Историки классического искусства — Г. Вёльфлин и М. Дворжак, Г. Зедльмайр и Э. Гомбрих, Э. Панофский и другие — должны были противостоять этой эпохе распада ценностей, исторических кошмаров, интеллектуальных фантомов и этических ловушек. Они выполняли эту задачу с блеском, как бы осуществив неоромантический тезис Хосе Ортеги-и-Гассета: мыслитель становится мыслителем в той мере, в которой он противостоит своему времени.
Престарелый Вёльфлин доживал свою жизнь в Швейцарии под грохот все более катастрофической войны. Среди фюреров нацистской культуры многие учились по его книгам (и делали из них собственные выводы). К счастью для ученого, он не был евреем, и многочисленная агентура немцев, как и многочисленные пронацистски настроенные обитатели Цюриха, ему не угрожала. Главный продолжатель и оппонент Вёльфлина, «расово чуждый» Панофский был вынужден спасаться бегством и переселиться в Америку, чтобы не сгинуть в машине «окончательного решения» расового вопроса.
За океаном Панофский успешно преподавал и издавал свои новые книги, но отдельные обмолвки и замечания в этих книгах позволяют предположить, что бесцеремонная Америка, гордая своим достатком, своей технологией и своей массовой культурой, нередко вызывала у профессора ностальгические воспоминания о старой культурной Европе, где был его настоящий дом, ныне униженный и изгаженный диктатурой и идеологической истерией.
Мы с самого первого подхода и довольно легко обнаруживаем те позиции, по которым историки искусства «спорили с веком» и противостояли современности (в смысле modernity). Вёльфлин родился в 1864 году и дожил до 1945 года, но в своих напечатанных трудах как будто ни разу не дал понять читателю, что он вообще когда-либо заметил, что он жил во времена Сезанна и Пикассо, сюрреалистов и абстракционистов. Как говорили знавшие его люди, он и импрессионистов не любил за «нарушение законов искусства». Он вел себя точно так же, как академические ученые-искусствоведы XIX века, которые полагали, будто современность угодила в тупик и утратила способность к высокому искусству, а потому не интересовались тем фактом, что рядом с ними жили такие художники, как Курбе, Эдуард Мане или Поль Сезанн. Не знать ничего о нарушителях канонов, о революционных экспериментаторах искусства было невозможно, но не хотеть знать — это очень даже возможно, и бывает нередко. Умолчание есть, как известно, значимый и выразительный жест. Вёльфлин не критиковал и не пытался печатно опровергнуть «современное искусство», как Ганс Зедльмайр, не пытался подверстать это искусство к истории искусств и подчинить общей логике и конкретной методике научного исследования, как подчас делали, с осторожностью и осмотрительностью, Арнольд Хаузер и Эрнст Гомбрих. Вёльфлин просто хранил молчание.

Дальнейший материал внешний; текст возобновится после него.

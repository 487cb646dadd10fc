//! Function helper types shared by collections and streams.

use std::cmp::Ordering;
use std::fmt;
use std::sync::Arc;

/// A comparator deciding the order of two elements.
pub type Comparator<T> = dyn Fn(&T, &T) -> Ordering + Send + Sync;

/// A reusable boolean test over elements.
///
/// Predicates combine with [`Predicate::negate`], [`Predicate::and`] and
/// [`Predicate::or`]. Clones share the underlying function.
pub struct Predicate<T> {
    test: Arc<dyn Fn(&T) -> bool + Send + Sync>,
}

impl<T: 'static> Predicate<T> {
    /// Wraps a function as a predicate.
    pub fn new<F>(f: F) -> Self
    where
        F: Fn(&T) -> bool + Send + Sync + 'static,
    {
        Self { test: Arc::new(f) }
    }

    /// Evaluates the predicate.
    #[must_use]
    pub fn test(&self, element: &T) -> bool {
        (self.test)(element)
    }

    /// Returns a predicate with the opposite result.
    #[must_use]
    pub fn negate(&self) -> Self {
        let inner = self.test.clone();
        Self::new(move |e| !inner(e))
    }

    /// Returns a predicate that holds when both hold. Short-circuits.
    #[must_use]
    pub fn and(&self, other: &Self) -> Self {
        let (a, b) = (self.test.clone(), other.test.clone());
        Self::new(move |e| a(e) && b(e))
    }

    /// Returns a predicate that holds when either holds. Short-circuits.
    #[must_use]
    pub fn or(&self, other: &Self) -> Self {
        let (a, b) = (self.test.clone(), other.test.clone());
        Self::new(move |e| a(e) || b(e))
    }

    /// Converts into a plain closure, e.g. for [`crate::stream::Stream::filter`].
    pub fn into_fn(self) -> impl Fn(&T) -> bool + Send + Sync + 'static {
        move |e| (self.test)(e)
    }
}

impl<T> Clone for Predicate<T> {
    fn clone(&self) -> Self {
        Self {
            test: self.test.clone(),
        }
    }
}

impl<T> fmt::Debug for Predicate<T> {
    fn fmt(&self, f: &mut fmt::Formatter<'_>) -> fmt::Result {
        f.debug_struct("Predicate").finish_non_exhaustive()
    }
}
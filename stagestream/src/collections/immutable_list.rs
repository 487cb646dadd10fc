//! Copy-on-write list that can be shared freely between threads.

use super::cursor::{Collection, Cursor, CursorExt};
use super::functions::Comparator;
use crate::errors::{Result, StreamError};
use std::fmt;
use std::sync::Arc;

/// An ordered list that never changes once built.
///
/// Every `with_*` method returns a new list and leaves `self` untouched.
/// Clones share storage, so handing a list to another thread or a stream is
/// cheap.
pub struct ImmutableList<T> {
    data: Arc<[T]>,
}

impl<T: Clone + PartialEq> ImmutableList<T> {
    /// Creates an empty list.
    #[must_use]
    pub fn new() -> Self {
        Self::default()
    }

    /// Builds a list from `data`.
    #[must_use]
    pub fn from_vec(data: Vec<T>) -> Self {
        Self { data: data.into() }
    }

    /// Returns the element at `index`.
    pub fn get(&self, index: usize) -> Result<&T> {
        self.data.get(index).ok_or(StreamError::OutOfBounds)
    }

    /// Returns the index of the first element equal to `element`.
    pub fn index_of(&self, element: &T) -> Result<usize> {
        self.data
            .iter()
            .position(|e| e == element)
            .ok_or(StreamError::ElementNotFound)
    }

    /// Returns the index of the last element equal to `element`.
    pub fn last_index_of(&self, element: &T) -> Result<usize> {
        self.data
            .iter()
            .rposition(|e| e == element)
            .ok_or(StreamError::ElementNotFound)
    }

    /// Copies the elements in `from..to` into a new list.
    pub fn sub_list(&self, from: usize, to: usize) -> Result<Self> {
        if from > to || to > self.data.len() {
            return Err(StreamError::OutOfBounds);
        }
        Ok(Self {
            data: self.data[from..to].into(),
        })
    }

    /// Returns a copy with `element` appended.
    #[must_use]
    pub fn with_added(&self, element: T) -> Self {
        let mut data = self.data.to_vec();
        data.push(element);
        Self::from_vec(data)
    }

    /// Returns a copy with every element of `other` appended, in its cursor
    /// order. A cursor error is returned instead of a partial copy.
    pub fn with_added_all<C: Collection<T>>(&self, other: &C) -> Result<Self> {
        let mut data = Vec::with_capacity(self.data.len() + other.len());
        data.extend_from_slice(&self.data);
        other.cursor().for_each_remaining(|e| {
            data.push(e);
            Ok(())
        })?;
        Ok(Self::from_vec(data))
    }

    /// Returns a copy with `element` inserted at `index`.
    pub fn with_added_at(&self, index: usize, element: T) -> Result<Self> {
        if index > self.data.len() {
            return Err(StreamError::OutOfBounds);
        }
        let mut data = self.data.to_vec();
        data.insert(index, element);
        Ok(Self::from_vec(data))
    }

    /// Returns a copy with the element at `index` replaced.
    pub fn with_set(&self, index: usize, element: T) -> Result<Self> {
        if index >= self.data.len() {
            return Err(StreamError::OutOfBounds);
        }
        let mut data = self.data.to_vec();
        data[index] = element;
        Ok(Self::from_vec(data))
    }

    /// Returns a sorted copy. The sort is stable.
    #[must_use]
    pub fn with_sorted(&self, comparator: &Comparator<T>) -> Self {
        let mut data = self.data.to_vec();
        data.sort_by(|a, b| comparator(a, b));
        Self::from_vec(data)
    }

    /// Returns a copy without any element equal to `element`.
    #[must_use]
    pub fn with_removed(&self, element: &T) -> Self {
        self.with_removed_if(|e| e == element)
    }

    /// Returns a copy without the element at `index`.
    pub fn with_removed_at(&self, index: usize) -> Result<Self> {
        if index >= self.data.len() {
            return Err(StreamError::OutOfBounds);
        }
        let mut data = self.data.to_vec();
        data.remove(index);
        Ok(Self::from_vec(data))
    }

    /// Returns a copy without the elements contained in `other`.
    #[must_use]
    pub fn with_removed_all<C: Collection<T>>(&self, other: &C) -> Self {
        self.with_removed_if(|e| other.contains(e))
    }

    /// Returns a copy without the elements `predicate` accepts.
    #[must_use]
    pub fn with_removed_if<P: FnMut(&T) -> bool>(&self, mut predicate: P) -> Self {
        self.data.iter().filter(|e| !predicate(e)).cloned().collect()
    }

    /// Returns a copy holding only the elements contained in `other`.
    #[must_use]
    pub fn with_retained_all<C: Collection<T>>(&self, other: &C) -> Self {
        self.with_removed_if(|e| !other.contains(e))
    }

    /// Returns an empty list.
    #[must_use]
    pub fn with_cleared(&self) -> Self {
        Self::default()
    }

    /// Borrows the elements as a slice.
    #[must_use]
    pub fn as_slice(&self) -> &[T] {
        &self.data
    }

    /// Iterates over the elements by reference.
    pub fn iter(&self) -> std::slice::Iter<'_, T> {
        self.data.iter()
    }
}

/// Cursor over an [`ImmutableList`]. Shares the list's storage.
#[derive(Debug)]
pub struct ImmutableCursor<T> {
    data: Arc<[T]>,
    next: usize,
}

impl<T: Clone> Cursor<T> for ImmutableCursor<T> {
    fn has_next(&self) -> bool {
        self.next < self.data.len()
    }

    fn next(&mut self) -> Result<T> {
        let element = self
            .data
            .get(self.next)
            .cloned()
            .ok_or(StreamError::OutOfBounds)?;
        self.next += 1;
        Ok(element)
    }
}

impl<T> Collection<T> for ImmutableList<T>
where
    T: Clone + PartialEq + Send + Sync + 'static,
{
    type Cursor = ImmutableCursor<T>;

    fn cursor(&self) -> ImmutableCursor<T> {
        ImmutableCursor {
            data: Arc::clone(&self.data),
            next: 0,
        }
    }

    fn contains(&self, element: &T) -> bool {
        self.data.contains(element)
    }

    fn len(&self) -> usize {
        self.data.len()
    }

    fn to_vec(&self) -> Vec<T> {
        self.data.to_vec()
    }
}

impl<T> Clone for ImmutableList<T> {
    fn clone(&self) -> Self {
        Self {
            data: Arc::clone(&self.data),
        }
    }
}

impl<T> Default for ImmutableList<T> {
    fn default() -> Self {
        Self {
            data: Arc::from(Vec::new()),
        }
    }
}

impl<T: PartialEq> PartialEq for ImmutableList<T> {
    fn eq(&self, other: &Self) -> bool {
        self.data == other.data
    }
}

impl<T: Eq> Eq for ImmutableList<T> {}

impl<T: fmt::Debug> fmt::Debug for ImmutableList<T> {
    fn fmt(&self, f: &mut fmt::Formatter<'_>) -> fmt::Result {
        f.debug_list().entries(self.data.iter()).finish()
    }
}

impl<T> From<Vec<T>> for ImmutableList<T> {
    fn from(data: Vec<T>) -> Self {
        Self { data: data.into() }
    }
}

impl<T> FromIterator<T> for ImmutableList<T> {
    fn from_iter<I: IntoIterator<Item = T>>(iter: I) -> Self {
        Self {
            data: iter.into_iter().collect(),
        }
    }
}

impl<T: fmt::Display> fmt::Display for ImmutableList<T> {
    fn fmt(&self, f: &mut fmt::Formatter<'_>) -> fmt::Result {
        write!(f, "[")?;
        for (i, e) in self.data.iter().enumerate() {
            if i > 0 {
                write!(f, ", ")?;
            }
            write!(f, "{e}")?;
        }
        write!(f, "]")
    }
}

Казалось бы, дело ясное: перед нами не просто отец новой академической науки, но и один из светочей нового культурного консерватизма, один из хранителей тех лампад священной Большой Культуры, которые были, по выражению Валерия Брюсова, унесены в катакомбы и там продолжают теплиться. Но с течением времени меняются портреты великих людей. Вглядываясь в дело и наследие Вёльфлина, рассматривая его на фоне культурных и художественных процессов его эпохи, мы можем обнаружить там и нечто довольно неожиданное. Приглядимся еще раз к нашему герою и делу его жизни.
Революционный смысл «формального» учения Вёльфлина заключался в том, что он отсекал или выводил за скобки обильный и, казалось бы, аморфный материал жизни и культуры. Зачем нам на самом деле разбираться в том, как развивалась религия, какие были обычаи и нравы в прежние времена, как тогда слагали стихи, играли на подмостках, путешествовали или изучали физику? У нас в руках есть формальные понятия, есть бинарные оппозиции Вёльфлина (живописное versus пластическое, открытость versus закрытость и прочее). Мы прилагаем этот инструмент к архитектурному, или живописному, или скульптурному произведению и осуществляем тот самый формальный анализ, который и дает нам понимание произведения. Мы теперь знаем, что, например, мастера барокко — Рубенс, Бернини и Борромини предпочитают динамику, живописность, контрастность, открытость формы, то есть мы знаем самое главное об их искусстве. С какой стати нам нужно знать о том, какие у них были отношения с королями и архиепископами, как они относились к религиозным спорам своего времени, как представляли себе законы природы или истории, какие стихи любили или как они вели себя в обыденной жизни? Тут, конечно, концепция Вёльфлина некоторым образом играет на руку тем лукавым и ленивым студентам, которые не любят читать трудные книги и мечтают о какой-нибудь «универсальной отмычке», о волшебной формуле, которая поможет в любой ситуации и раскроет все секреты.